I told myself I smiled for him.
I told myself I would remember every moment. All the same thing. And there aren't even any differences in image to make the whole stanza more vivid. There is an obsessive quality in the repetition, sure, but it comes off as a bore. (and yipes, I think I have to reexamine a few of my own drafts, now)
In December,
My heart raced,
as he chased me. Meh here. This whole thing could be way more vivid -- I can envision a grand hunt, a real nice stag chase, but that's more me wanting to read Bone, than the poem being all evocative.

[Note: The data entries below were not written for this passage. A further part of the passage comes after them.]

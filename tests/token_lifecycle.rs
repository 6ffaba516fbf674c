//! Lifecycle tests against a fake upstream client: expiry decisions,
//! refresh rotation, per-team serialization, and sweep behavior.

use std::collections::HashMap;
use std::sync::atomic::{AtomicUsize, Ordering};
use std::sync::Arc;
use std::time::Duration;

use async_trait::async_trait;
use chrono::Utc;
use tokio::sync::{watch, Semaphore};

use teambot_auth::providers::{AuthGrant, ChatOAuth, TokenSet};
use teambot_auth::store::{CredentialRecord, CredentialStore};
use teambot_auth::tokens::manager::TOKEN_TTL_SECS;
use teambot_auth::tokens::{sweeper, TokenManager};
use teambot_auth::AuthError;

/// Fake upstream: programmable responses plus call counters, and an
/// optional gate that holds refresh exchanges open until released.
#[derive(Default)]
struct FakeChat {
    exchange_calls: AtomicUsize,
    refresh_calls: AtomicUsize,
    send_calls: AtomicUsize,
    /// Code exchange outcome; `Err` text mimics the provider's error field.
    exchange_result: Option<Result<AuthGrant, String>>,
    /// Refresh grants keyed by the refresh token that was sent.
    refresh_grants: HashMap<String, TokenSet>,
    /// When set, a refresh exchange blocks until a permit is available.
    refresh_gate: Option<Arc<Semaphore>>,
}

#[async_trait]
impl ChatOAuth for FakeChat {
    fn install_url(&self) -> String {
        "https://slack.test/oauth/v2/authorize?client_id=fake".into()
    }

    async fn exchange_code(&self, _code: &str) -> Result<AuthGrant, AuthError> {
        self.exchange_calls.fetch_add(1, Ordering::SeqCst);
        match self.exchange_result.clone() {
            Some(Ok(grant)) => Ok(grant),
            Some(Err(reason)) => Err(AuthError::ExchangeFailed(reason)),
            None => Err(AuthError::ExchangeFailed("unexpected exchange".into())),
        }
    }

    async fn exchange_refresh_token(&self, refresh_token: &str) -> Result<TokenSet, AuthError> {
        self.refresh_calls.fetch_add(1, Ordering::SeqCst);
        if let Some(gate) = &self.refresh_gate {
            gate.acquire().await.expect("gate closed").forget();
        }
        self.refresh_grants
            .get(refresh_token)
            .cloned()
            .ok_or_else(|| AuthError::RefreshFailed("invalid_refresh_token".into()))
    }

    async fn post_message(
        &self,
        _access_token: &str,
        _channel: &str,
        _text: &str,
    ) -> Result<(), AuthError> {
        self.send_calls.fetch_add(1, Ordering::SeqCst);
        Ok(())
    }
}

fn manager_with(dir: &tempfile::TempDir, fake: Arc<FakeChat>) -> TokenManager {
    let store = CredentialStore::new(dir.path().join("tokens.json"));
    TokenManager::new(store, fake)
}

fn record(access: &str, refresh: Option<&str>, expires_at: i64) -> CredentialRecord {
    CredentialRecord {
        access_token: access.into(),
        refresh_token: refresh.map(Into::into),
        expires_at,
    }
}

fn rotation(access: &str, refresh: &str) -> TokenSet {
    TokenSet {
        access_token: access.into(),
        refresh_token: Some(refresh.into()),
    }
}

#[tokio::test]
async fn valid_token_returned_without_upstream_call() {
    let dir = tempfile::tempdir().unwrap();
    let fake = Arc::new(FakeChat::default());
    let manager = manager_with(&dir, fake.clone());

    let future = Utc::now().timestamp() + 600;
    manager
        .store()
        .upsert("T1", record("xoxb-live", Some("xoxe-live"), future))
        .await
        .unwrap();

    let token = manager.get_valid_token("T1").await.unwrap();
    assert_eq!(token, "xoxb-live");
    assert_eq!(fake.refresh_calls.load(Ordering::SeqCst), 0);
}

#[tokio::test]
async fn missing_record_is_a_distinct_failure() {
    let dir = tempfile::tempdir().unwrap();
    let fake = Arc::new(FakeChat::default());
    let manager = manager_with(&dir, fake.clone());

    let err = manager.get_valid_token("T-unknown").await.unwrap_err();
    assert!(matches!(err, AuthError::MissingCredential(_)));
    assert_eq!(fake.refresh_calls.load(Ordering::SeqCst), 0);
}

#[tokio::test]
async fn expired_token_refreshes_once_and_rotates() {
    let dir = tempfile::tempdir().unwrap();
    let fake = Arc::new(FakeChat {
        refresh_grants: HashMap::from([("abc".to_string(), rotation("new-a", "new-r"))]),
        ..Default::default()
    });
    let manager = manager_with(&dir, fake.clone());

    let before = Utc::now().timestamp();
    manager
        .store()
        .upsert("T1", record("xoxb-stale", Some("abc"), before - 1))
        .await
        .unwrap();

    let token = manager.get_valid_token("T1").await.unwrap();
    assert_eq!(token, "new-a");
    assert_eq!(fake.refresh_calls.load(Ordering::SeqCst), 1);

    // The rotated pair is what got persisted, with a fresh 12h window.
    let stored = manager.store().get("T1").await.unwrap().unwrap();
    assert_eq!(stored.access_token, "new-a");
    assert_eq!(stored.refresh_token.as_deref(), Some("new-r"));
    let expected = before + TOKEN_TTL_SECS;
    assert!((stored.expires_at - expected).abs() <= 5);
}

#[tokio::test]
async fn concurrent_callers_share_one_refresh() {
    let dir = tempfile::tempdir().unwrap();
    let gate = Arc::new(Semaphore::new(0));
    let fake = Arc::new(FakeChat {
        refresh_grants: HashMap::from([("abc".to_string(), rotation("new-a", "new-r"))]),
        refresh_gate: Some(gate.clone()),
        ..Default::default()
    });
    let manager = Arc::new(manager_with(&dir, fake.clone()));

    manager
        .store()
        .upsert("T1", record("xoxb-stale", Some("abc"), Utc::now().timestamp() - 1))
        .await
        .unwrap();

    let first = tokio::spawn({
        let manager = manager.clone();
        async move { manager.get_valid_token("T1").await }
    });
    let second = tokio::spawn({
        let manager = manager.clone();
        async move { manager.get_valid_token("T1").await }
    });

    // Give both tasks time to reach the refresh path; only one may have
    // gotten through to the upstream.
    tokio::time::sleep(Duration::from_millis(100)).await;
    assert_eq!(fake.refresh_calls.load(Ordering::SeqCst), 1);

    // Release more permits than callers: a duplicate exchange would also
    // get through and be counted.
    gate.add_permits(4);

    assert_eq!(first.await.unwrap().unwrap(), "new-a");
    assert_eq!(second.await.unwrap().unwrap(), "new-a");
    assert_eq!(fake.refresh_calls.load(Ordering::SeqCst), 1);
}

#[tokio::test]
async fn absent_refresh_token_fails_without_upstream_call() {
    let dir = tempfile::tempdir().unwrap();
    let fake = Arc::new(FakeChat::default());
    let manager = manager_with(&dir, fake.clone());

    manager
        .store()
        .upsert("T2", record("xoxb-dead", None, Utc::now().timestamp() - 1))
        .await
        .unwrap();

    let err = manager.get_valid_token("T2").await.unwrap_err();
    assert!(matches!(err, AuthError::RefreshTokenAbsent(_)));
    assert_eq!(fake.refresh_calls.load(Ordering::SeqCst), 0);
}

#[tokio::test]
async fn failed_refresh_is_reported_not_retried() {
    let dir = tempfile::tempdir().unwrap();
    let fake = Arc::new(FakeChat::default()); // no grants: every refresh fails
    let manager = manager_with(&dir, fake.clone());

    manager
        .store()
        .upsert("T1", record("xoxb-stale", Some("abc"), Utc::now().timestamp() - 1))
        .await
        .unwrap();

    let err = manager.get_valid_token("T1").await.unwrap_err();
    assert!(matches!(err, AuthError::RefreshFailed(_)));
    assert_eq!(fake.refresh_calls.load(Ordering::SeqCst), 1);

    // The stale record is untouched; the next caller gets to retry.
    let stored = manager.store().get("T1").await.unwrap().unwrap();
    assert_eq!(stored.access_token, "xoxb-stale");
    assert_eq!(stored.refresh_token.as_deref(), Some("abc"));
}

#[tokio::test]
async fn successful_exchange_persists_record() {
    let dir = tempfile::tempdir().unwrap();
    let fake = Arc::new(FakeChat {
        exchange_result: Some(Ok(AuthGrant {
            team_id: "T3".into(),
            access_token: "xoxb-new".into(),
            refresh_token: Some("xoxe-new".into()),
        })),
        ..Default::default()
    });
    let manager = manager_with(&dir, fake.clone());

    let before = Utc::now().timestamp();
    let team_id = manager.complete_authorization("good-code").await.unwrap();
    assert_eq!(team_id, "T3");
    assert_eq!(fake.exchange_calls.load(Ordering::SeqCst), 1);

    let stored = manager.store().get("T3").await.unwrap().unwrap();
    assert_eq!(stored.access_token, "xoxb-new");
    assert_eq!(stored.refresh_token.as_deref(), Some("xoxe-new"));
    assert!((stored.expires_at - (before + TOKEN_TTL_SECS)).abs() <= 5);
}

#[tokio::test]
async fn failed_exchange_creates_no_record() {
    let dir = tempfile::tempdir().unwrap();
    let fake = Arc::new(FakeChat {
        exchange_result: Some(Err("invalid_code".into())),
        ..Default::default()
    });
    let manager = manager_with(&dir, fake.clone());

    let err = manager.complete_authorization("bad-code").await.unwrap_err();
    match err {
        AuthError::ExchangeFailed(reason) => assert_eq!(reason, "invalid_code"),
        other => panic!("unexpected error: {other}"),
    }

    assert!(manager.store().load().await.unwrap().is_empty());
}

#[tokio::test]
async fn sweep_refreshes_expired_teams_and_is_idempotent() {
    let dir = tempfile::tempdir().unwrap();
    let fake = Arc::new(FakeChat {
        refresh_grants: HashMap::from([("xoxe-old".to_string(), rotation("new-a", "new-r"))]),
        ..Default::default()
    });
    let manager = manager_with(&dir, fake.clone());

    let now = Utc::now().timestamp();
    manager
        .store()
        .upsert("T-expired", record("xoxb-old", Some("xoxe-old"), now - 10))
        .await
        .unwrap();
    manager
        .store()
        .upsert("T-fresh", record("xoxb-ok", Some("xoxe-ok"), now + 3600))
        .await
        .unwrap();

    sweeper::sweep(&manager).await.unwrap();
    assert_eq!(fake.refresh_calls.load(Ordering::SeqCst), 1);

    // Nothing is expired anymore, so a back-to-back sweep is a no-op.
    sweeper::sweep(&manager).await.unwrap();
    assert_eq!(fake.refresh_calls.load(Ordering::SeqCst), 1);
}

#[tokio::test]
async fn sweep_continues_past_failing_teams() {
    let dir = tempfile::tempdir().unwrap();
    let fake = Arc::new(FakeChat {
        refresh_grants: HashMap::from([("xoxe-good".to_string(), rotation("new-a", "new-r"))]),
        ..Default::default()
    });
    let manager = manager_with(&dir, fake.clone());

    let now = Utc::now().timestamp();
    // Terminal-dead record: refresh impossible until reinstall.
    manager
        .store()
        .upsert("T-dead", record("xoxb-dead", None, now - 10))
        .await
        .unwrap();
    manager
        .store()
        .upsert("T-live", record("xoxb-old", Some("xoxe-good"), now - 10))
        .await
        .unwrap();

    sweeper::sweep(&manager).await.unwrap();

    // The dead team was skipped, the live one was refreshed.
    assert_eq!(fake.refresh_calls.load(Ordering::SeqCst), 1);
    let stored = manager.store().get("T-live").await.unwrap().unwrap();
    assert_eq!(stored.access_token, "new-a");
}

#[tokio::test]
async fn sweeper_stops_on_shutdown() {
    let dir = tempfile::tempdir().unwrap();
    let fake = Arc::new(FakeChat::default());
    let manager = Arc::new(manager_with(&dir, fake));

    let (shutdown_tx, shutdown_rx) = watch::channel(false);
    let handle = tokio::spawn(sweeper::run(
        manager,
        Duration::from_secs(3600),
        shutdown_rx,
    ));

    shutdown_tx.send(true).unwrap();
    tokio::time::timeout(Duration::from_secs(1), handle)
        .await
        .expect("sweeper did not stop")
        .unwrap();
}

I remembered every moment-
His hand on my arm.
Running running, running.
My backpack making bruises on my arms.
Screaming at someone ANYONE to help me. "Screaming for..." You're not actually screaming at anyone.
Looking at their faces, as no one did. Meh here. As per the earlier comment, this isn't really vivid. Sure, there's something going on, and I can tell what that something is, but it's presented so....typically. It would be great spoken as some sort of dramatic peace, sure, but it wouldn't really be poetry if it depended on that.

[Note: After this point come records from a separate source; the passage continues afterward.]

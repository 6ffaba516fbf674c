//! Background token refresh sweeper.
//!
//! Runs every hour. Walks every team in the store and requests a valid
//! token, which refreshes any expired record as a side effect. One team's
//! failure never stops the sweep for the rest.

use std::sync::Arc;
use std::time::Duration;

use tokio::sync::watch;
use tracing::{error, info, warn};

use crate::tokens::TokenManager;

/// Time between sweeps.
pub const SWEEP_INTERVAL: Duration = Duration::from_secs(60 * 60);

/// Run the sweep loop until the shutdown signal flips.
pub async fn run(
    manager: Arc<TokenManager>,
    interval: Duration,
    mut shutdown: watch::Receiver<bool>,
) {
    info!("Token refresh sweeper started (interval: {}s)", interval.as_secs());

    loop {
        tokio::select! {
            _ = tokio::time::sleep(interval) => {
                if let Err(e) = sweep(&manager).await {
                    error!("Sweep aborted: {e}");
                }
            }
            changed = shutdown.changed() => {
                // A dropped sender means the rest of the process is gone.
                if changed.is_err() || *shutdown.borrow() {
                    info!("Token refresh sweeper stopped");
                    return;
                }
            }
        }
    }
}

/// One pass over every known team.
///
/// Errors from individual teams are logged and swallowed; only a store read
/// failure (no team list at all) aborts the tick.
pub async fn sweep(manager: &TokenManager) -> Result<(), crate::error::AuthError> {
    let team_ids = manager.store().team_ids().await?;

    for team_id in team_ids {
        if let Err(e) = manager.get_valid_token(&team_id).await {
            warn!("Sweep: could not ensure token for team {team_id}: {e}");
        }
    }

    Ok(())
}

I did not love, because of him.
I did not smile, because of him. Meh again. Also, what? The plot takes a confusing turn here -- is the speaker accusing his or her (I'm gonna assume her) love as egotistical, because of abuse? If so, how the heck does the poem show that? That could work in an audiovisual medium, sure, but here on paper, I've not a hit.
It is May.
I smile for her.
My heart beats with hers.
I love her, and I remember every beautiful moment. Though the plot here is obvious, there isn't a real connection between this and the earlier. So the subject chased her in the earlier stanzas....and then, the subject has a new love or whatever? It's a dud -- and a massive soapysoap cliche, too, especially as presented. It could have more depth, more fullness, but meh. Meh.
I don't have to tell myself anything. Meh. Also, what?